ROUGHLY 5,000 PEOPLE have died by accident or suicide at Niagara Falls since 1854. Of those, five were attempting stunt descents, riding over the falls in wooden or steel barrels, inner-tube craft, and, in one 1990 case, a kayak. Kirk Jones joins a list of only ten to pull off a stunt and live.
Officially, Jones is the first to survive the falls without the aid of a boat, barrel, or safety device, but some Niagara buffs argue that the title is rightfully owned by Roger Woodward, who survived an accidental trip over the falls 44 years ago, when he was seven, wearing only his clothes and a life jacket. "In my mind, Roger is the first to go over unprotected," Paul Gromosiak says. "That life preserver by itself wasn't enough to save him."
Woodward's story provides a particularly haunting contrast with that of Kirk Jones, for as much as Jones hoped to capitalize on celebrity, Woodward has tried to avoid it. Today, Woodward is a 51-year-old telecommunications executive living a quiet life outside Huntsville, Alabama. But everything got crazy again when Jones's leap put him back on the radar. Within hours, reporters tracked Woodward down and pressed him to talk about his once famous Niagara Falls experience.

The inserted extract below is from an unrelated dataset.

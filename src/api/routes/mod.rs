pub mod meta;
pub mod navigation;
pub mod standings;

It happened on July 9, 1960. Roger and his sister, Deanne, 17, were taking a boat ride on the Upper Niagara River with a 40-year-old family friend named Jim Honeycutt. About an hour into the trip, the boat's engine hit a rock and lost power; the craft was battered by waves and soon capsized. Somehow Deanne swam near shore and was rescued, but Roger and Jim torpedoed over the falls. Jim drowned; his body was found a few days later. Roger was rescued immediatelyshivering, with a concussion and a few scratches.
The media response was frenzied. The New York Times published a front-page article with a diagram of Roger's route. Life magazine ran a six-page story titled "Miracle at Niagara." And reporters besieged the Woodwards' Niagara Falls home, a small pink-and-white trailer in a residential park called Sunny Acres Mobile Estates.
Roger's parents refused interview requests politely, then firmly, until they couldn't take it anymore. Late one night in the summer of 1961, they piled into the car and fled 300 miles to Coxsackie, New York, giving the kids stern instructions on the way: To ensure a "normal life" for themselves, the children shouldn't tell anyone where they came from or what happened. Roger and Deanne obeyedthey didn't discuss the accident, even between themselves, for the next 34 years.
Drastic though it was, the Woodwards' plan worked. Roger enjoyed an anonymous, normal boyhood and married his high school sweetheart. He often wondered why he had been the one to survive, while Honeycutt perished, and his questions led him to briefly pursue a career in the Baptist ministry, in the early eighties. He's returned to the falls several times, once with Deanne, but he remains stubborn about keeping a low profile.
"I don't really like all this attention, because I didn't do anything," Woodward told me. "My sister and I were part of a tragic accident, and luckily we survived. But we conquered nothing; we sought to achieve nothing. We just happened to be there."
When I asked how he felt about Jones, Woodward fell silent. "I don't know what his motives were," he said finally. "If he wanted to take his life, then I'm thankful he is alive. I hope he finds the help he needs. But if he's just trying to beat the system and get rich or famous, he's missing something very important."